Irrelevant to the comment this was offered in response to, which discusses the
_individuals_ that will be required to get insurance, not the _employers_ that
will be required to provide it. Essentially all individuals will be obligated
to purchase insurance (with a penalty/tax if they fail to do so); in some
cases, employers will provide it (either by existing mandate, expanded
mandate, or choice), but that's mostly beside the point.
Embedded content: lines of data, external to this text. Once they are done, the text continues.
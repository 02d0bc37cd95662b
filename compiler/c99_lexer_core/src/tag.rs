//! Raw token tag and token type for the low-level tokenizer.
//!
//! `RawTag` is the standalone token kind produced by the raw scanner. The
//! cooking layer (`c99_lexer`) maps it to the public token model.
//!
//! # Discriminant Layout
//!
//! Variants are organized into semantic ranges with gaps for future
//! expansion:
//!
//! | Range   | Category     |
//! |---------|--------------|
//! | 0-15    | Literals     |
//! | 32-95   | Punctuators  |
//! | 112-114 | Trivia       |
//! | 240-245 | Errors       |
//! | 255     | EOF          |

/// Raw token kind produced by the low-level tokenizer.
///
/// Wide character and string literals carry the `L` prefix inside their
/// lexeme; the cooking layer inspects the first byte to distinguish them,
/// so there are no separate wide tags.
///
/// # Representation
///
/// `#[repr(u8)]` ensures each variant is a single byte, enabling compact
/// storage and efficient tag-based dispatch.
#[derive(Clone, Copy, Debug, PartialEq, Eq, Hash)]
#[repr(u8)]
pub enum RawTag {
    // === Literals (0-15) ===
    /// Identifier run (not yet classified as keyword — resolution happens
    /// in the cooking layer).
    Ident = 0,
    /// Numeric constant span: the maximal munch over digits, letters, dots,
    /// and exponent signs. Validation and value parsing happen in the
    /// cooking layer.
    Number = 1,
    /// Character constant span (`'…'` or `L'…'`), closing quote included
    /// when present.
    CharLit = 2,
    /// String literal span (`"…"` or `L"…"`), closing quote included when
    /// present.
    StringLit = 3,

    // === Punctuators (32-95, C99 §6.4.6 order) ===
    /// `[`
    LeftBracket = 32,
    /// `]`
    RightBracket = 33,
    /// `(`
    LeftParen = 34,
    /// `)`
    RightParen = 35,
    /// `{`
    LeftBrace = 36,
    /// `}`
    RightBrace = 37,
    /// `.`
    Dot = 38,
    /// `->`
    Arrow = 39,
    /// `++`
    PlusPlus = 40,
    /// `--`
    MinusMinus = 41,
    /// `&`
    Ampersand = 42,
    /// `*`
    Star = 43,
    /// `+`
    Plus = 44,
    /// `-`
    Minus = 45,
    /// `~`
    Tilde = 46,
    /// `!`
    Bang = 47,
    /// `/`
    Slash = 48,
    /// `%`
    Percent = 49,
    /// `<<`
    Shl = 50,
    /// `>>`
    Shr = 51,
    /// `<`
    Less = 52,
    /// `>`
    Greater = 53,
    /// `<=`
    LessEqual = 54,
    /// `>=`
    GreaterEqual = 55,
    /// `==`
    EqualEqual = 56,
    /// `!=`
    BangEqual = 57,
    /// `^`
    Caret = 58,
    /// `|`
    Pipe = 59,
    /// `&&`
    AmpersandAmpersand = 60,
    /// `||`
    PipePipe = 61,
    /// `?`
    Question = 62,
    /// `:`
    Colon = 63,
    /// `;`
    Semicolon = 64,
    /// `...`
    Ellipsis = 65,
    /// `=`
    Equal = 66,
    /// `*=`
    StarEqual = 67,
    /// `/=`
    SlashEqual = 68,
    /// `%=`
    PercentEqual = 69,
    /// `+=`
    PlusEqual = 70,
    /// `-=`
    MinusEqual = 71,
    /// `<<=`
    ShlEqual = 72,
    /// `>>=`
    ShrEqual = 73,
    /// `&=`
    AmpersandEqual = 74,
    /// `^=`
    CaretEqual = 75,
    /// `|=`
    PipeEqual = 76,
    /// `,`
    Comma = 77,
    /// `#`
    Hash = 78,
    /// `##`
    HashHash = 79,

    // === Trivia (112-114) ===
    /// Whitespace run (space, tab, newline, vertical tab, form feed, CR).
    Whitespace = 112,
    /// Line comment (`//` to end of line), emitted only when line-comment
    /// scanning is enabled.
    LineComment = 113,

    // === Errors (240-245) ===
    /// Byte outside the recognized alphabet at token start.
    InvalidByte = 240,

    // === Control (255) ===
    /// End of input (sentinel reached).
    Eof = 255,
}

impl RawTag {
    /// Returns the fixed lexeme for this tag, if it has one.
    ///
    /// Punctuators have fixed lexemes. Identifiers, literals, trivia, and
    /// error tokens return `None` (their text varies).
    #[must_use]
    pub fn lexeme(self) -> Option<&'static str> {
        match self {
            Self::LeftBracket => Some("["),
            Self::RightBracket => Some("]"),
            Self::LeftParen => Some("("),
            Self::RightParen => Some(")"),
            Self::LeftBrace => Some("{"),
            Self::RightBrace => Some("}"),
            Self::Dot => Some("."),
            Self::Arrow => Some("->"),
            Self::PlusPlus => Some("++"),
            Self::MinusMinus => Some("--"),
            Self::Ampersand => Some("&"),
            Self::Star => Some("*"),
            Self::Plus => Some("+"),
            Self::Minus => Some("-"),
            Self::Tilde => Some("~"),
            Self::Bang => Some("!"),
            Self::Slash => Some("/"),
            Self::Percent => Some("%"),
            Self::Shl => Some("<<"),
            Self::Shr => Some(">>"),
            Self::Less => Some("<"),
            Self::Greater => Some(">"),
            Self::LessEqual => Some("<="),
            Self::GreaterEqual => Some(">="),
            Self::EqualEqual => Some("=="),
            Self::BangEqual => Some("!="),
            Self::Caret => Some("^"),
            Self::Pipe => Some("|"),
            Self::AmpersandAmpersand => Some("&&"),
            Self::PipePipe => Some("||"),
            Self::Question => Some("?"),
            Self::Colon => Some(":"),
            Self::Semicolon => Some(";"),
            Self::Ellipsis => Some("..."),
            Self::Equal => Some("="),
            Self::StarEqual => Some("*="),
            Self::SlashEqual => Some("/="),
            Self::PercentEqual => Some("%="),
            Self::PlusEqual => Some("+="),
            Self::MinusEqual => Some("-="),
            Self::ShlEqual => Some("<<="),
            Self::ShrEqual => Some(">>="),
            Self::AmpersandEqual => Some("&="),
            Self::CaretEqual => Some("^="),
            Self::PipeEqual => Some("|="),
            Self::Comma => Some(","),
            Self::Hash => Some("#"),
            Self::HashHash => Some("##"),
            _ => None,
        }
    }

    /// Returns a human-readable name for this tag.
    ///
    /// Used in debugging output and token dumps.
    #[must_use]
    pub fn name(self) -> &'static str {
        match self {
            Self::Ident => "identifier",
            Self::Number => "numeric constant",
            Self::CharLit => "character constant",
            Self::StringLit => "string literal",
            Self::Whitespace => "whitespace",
            Self::LineComment => "line comment",
            Self::InvalidByte => "invalid byte",
            Self::Eof => "end of file",
            punct => punct.lexeme().unwrap_or("punctuator"),
        }
    }

    /// Returns `true` if this tag represents trivia the lexer discards
    /// (whitespace, comments).
    #[must_use]
    pub fn is_trivia(self) -> bool {
        matches!(self, Self::Whitespace | Self::LineComment)
    }

    /// Returns `true` if this tag is a C99 §6.4.6 punctuator.
    #[must_use]
    pub fn is_punctuator(self) -> bool {
        (self as u8) >= Self::LeftBracket as u8 && (self as u8) <= Self::HashHash as u8
    }
}

/// Raw token produced by the low-level tokenizer.
///
/// A lightweight pair of tag and byte length. The cooking layer uses the
/// length to compute lexeme slices and coordinates.
#[derive(Clone, Copy, Debug, PartialEq, Eq)]
pub struct RawToken {
    /// What kind of token this is.
    pub tag: RawTag,
    /// Length of the token in bytes.
    pub len: u32,
}

/// Size assertions: `RawTag` is 1 byte, `RawToken` is 8 bytes.
const _: () = assert!(std::mem::size_of::<RawTag>() == 1);
const _: () = assert!(std::mem::size_of::<RawToken>() == 8);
> Tax something and you'll get less of it. This most certainly includes
> "young" employment.

Well, yes, that certainly is a fundamental problem with imposing special
additional taxes on employment as opposed to other income as we do through
payroll taxes which promotes (given equal efficiency before considering
taxation) capital-heavy over labor-heavy methods of production and suppresses
employment, but since PPACA doesn't contain special taxes on "young
employment", I'm not sure how its germane to the immediate conversation.

------
dclowd9901
Is this really news? It's pretty well known that young men have the lowest
health care costs of any demographic. In a system of distributed or shared
cost, the community who costs the least to maintain will inevitably pay more
for it.

I'm ok with it, personally, because I have no right to my being just as no one
does.

------
napoleond
As others have said, this is inevitable. However, maybe the young men will
appreciate it when they become old men.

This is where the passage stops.